I can see the STEM folks heralding AI-based writing. It’s technological – the “T” in STEM – and most STEM people just see writing as a vehicle to get from Point A to Point B. It’s like how I view my midsize SUV. It just does what I want it to do, which isn’t much.

But I’ve been a bit surprised that many of my academic colleagues in writing-based disciplines haven’t rebelled against the idea of AI-based writing, and some even seem rather giddy about it. Many say they want to incorporate it into their classes. “It’s here, students are going to use it, let’s teach them better writing via these tools,” is the way I’d paraphrase the typical advocate.

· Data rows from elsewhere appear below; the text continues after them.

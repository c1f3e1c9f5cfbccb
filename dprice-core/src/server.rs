//! HTTP presentation layer: the price form as a JSON API.

use std::net::SocketAddr;

use axum::{
    extract::State,
    http::StatusCode,
    response::{IntoResponse, Response},
    routing::{get, post},
    Json, Router,
};
use serde::Serialize;
use tokio::net::TcpListener;
use tracing::{error, info};

use crate::encoding::Attribute;
use crate::error::PricingError;
use crate::features::FeatureVector;
use crate::input::{InputBounds, RawInput};
use crate::pipeline::Pricer;

#[derive(Debug, Serialize)]
pub struct Banner {
    pub message: String,
    pub variant: String,
    pub model: String,
}

/// Everything the form needs to render its selectors and sliders.
#[derive(Debug, Serialize)]
pub struct FormOptions {
    pub variant: String,
    pub cut: Vec<String>,
    pub color: Vec<String>,
    pub clarity: Vec<String>,
    pub bounds: InputBounds,
    pub schema: Vec<String>,
}

#[derive(Debug, Serialize)]
pub struct PredictResp {
    pub features: FeatureVector,
    pub log_price: f64,
    pub price: f64,
    pub display: String,
}

/// Error body: `{"error": "..."}`. 422 for rejected input, 500 otherwise.
#[derive(Debug)]
pub struct ApiError(pub PricingError);

impl From<PricingError> for ApiError {
    fn from(e: PricingError) -> Self {
        Self(e)
    }
}

impl IntoResponse for ApiError {
    fn into_response(self) -> Response {
        let status = if self.0.is_client_error() {
            StatusCode::UNPROCESSABLE_ENTITY
        } else {
            error!(error = ?self.0, "request failed");
            StatusCode::INTERNAL_SERVER_ERROR
        };
        (status, Json(serde_json::json!({ "error": self.0.to_string() }))).into_response()
    }
}

pub fn router(pricer: Pricer) -> Router {
    Router::new()
        .route("/", get(root))
        .route("/options", get(options))
        .route("/defaults", get(defaults))
        .route("/features", post(features))
        .route("/predict", post(predict))
        .with_state(pricer)
}

pub async fn root(State(pricer): State<Pricer>) -> Json<Banner> {
    Json(Banner {
        message: "Diamond price prediction".to_string(),
        variant: pricer.variant().name.clone(),
        model: pricer.model_name().to_string(),
    })
}

pub async fn options(State(pricer): State<Pricer>) -> Json<FormOptions> {
    let variant = pricer.variant();
    let labels = |attr: Attribute| -> Vec<String> {
        variant.table.options(attr).into_iter().map(String::from).collect()
    };
    Json(FormOptions {
        variant: variant.name.clone(),
        cut: labels(Attribute::Cut),
        color: labels(Attribute::Color),
        clarity: labels(Attribute::Clarity),
        bounds: variant.bounds.clone(),
        schema: variant.table.schema(),
    })
}

pub async fn defaults(State(pricer): State<Pricer>) -> Json<RawInput> {
    Json(pricer.variant().default_input())
}

pub async fn features(
    State(pricer): State<Pricer>,
    Json(input): Json<RawInput>,
) -> Result<Json<FeatureVector>, ApiError> {
    Ok(Json(pricer.features(&input)?))
}

pub async fn predict(
    State(pricer): State<Pricer>,
    Json(input): Json<RawInput>,
) -> Result<Json<PredictResp>, ApiError> {
    let quote = pricer.quote(&input)?;
    Ok(Json(PredictResp {
        display: quote.prediction.display_price(),
        log_price: quote.prediction.log_price,
        price: quote.prediction.price,
        features: quote.features,
    }))
}

/// Bind and serve until Ctrl+C.
pub async fn serve(addr: SocketAddr, pricer: Pricer) -> anyhow::Result<()> {
    let app = router(pricer);
    let listener = TcpListener::bind(addr).await?;
    info!(%addr, "listening");

    tokio::select! {
        r = axum::serve(listener, app.into_make_service()) => { r?; }
        _ = tokio::signal::ctrl_c() => { info!("shutdown"); }
    }
    Ok(())
}
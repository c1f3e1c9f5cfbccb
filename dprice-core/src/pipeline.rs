use std::sync::Arc;

use serde::Serialize;
use tracing::{info, warn};

use crate::error::Result;
use crate::features::{build_feature_vector, FeatureVector};
use crate::input::RawInput;
use crate::predict::{predict_price, DynModel, PredictionResult};
use crate::variant::ModelVariant;

/// A priced diamond together with the features that were fed to the model.
#[derive(Debug, Clone, Serialize)]
pub struct Quote {
    pub features: FeatureVector,
    #[serde(flatten)]
    pub prediction: PredictionResult,
}

/// Entry point of the pipeline. Holds only immutable shared state, so clones are cheap
/// and every call builds its own feature vector.
#[derive(Clone)]
pub struct Pricer {
    variant: Arc<ModelVariant>,
    model: DynModel,
}

impl Pricer {
    /// `model` must have been trained against `variant.table`.
    pub fn new(variant: ModelVariant, model: DynModel) -> Self {
        info!(variant = %variant.name, model = model.name(), columns = variant.table.schema().len(), "pricer ready");
        Self {
            variant: Arc::new(variant),
            model,
        }
    }

    pub fn variant(&self) -> &ModelVariant {
        &self.variant
    }

    pub fn model_name(&self) -> &str {
        self.model.name()
    }

    /// Validated feature vector without running inference.
    pub fn features(&self, raw: &RawInput) -> Result<FeatureVector> {
        raw.validate(&self.variant.bounds)?;
        build_feature_vector(raw, &self.variant.table)
    }

    pub fn quote(&self, raw: &RawInput) -> Result<Quote> {
        let features = self.features(raw).inspect_err(|e| warn!(error = %e, "rejected input"))?;
        let prediction = predict_price(&features, self.model.as_ref())?;
        Ok(Quote {
            features,
            prediction,
        })
    }
}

Advocates say that students could run their writing through AI and get suggestions to better their work, for example. In essence, AI would be the training wheels to the bicycle of writing, though isn’t the goal of training wheels that we’d eventually take them off the bicycle? What incentive is there, for a student, to someday stop using AI to aid their writing?

Professors are busy people, and many are reporting in a Facebook group related to this topic that they are finding great joy using ChatGPT to perform mundane tasks, freeing up time for them to do more important things. For example, AI can greatly assist with writing syllabi, rubrics, lesson plans and so on. Heck, you can even run student work through AI to be marked up. The red-pen industry is going to go broke.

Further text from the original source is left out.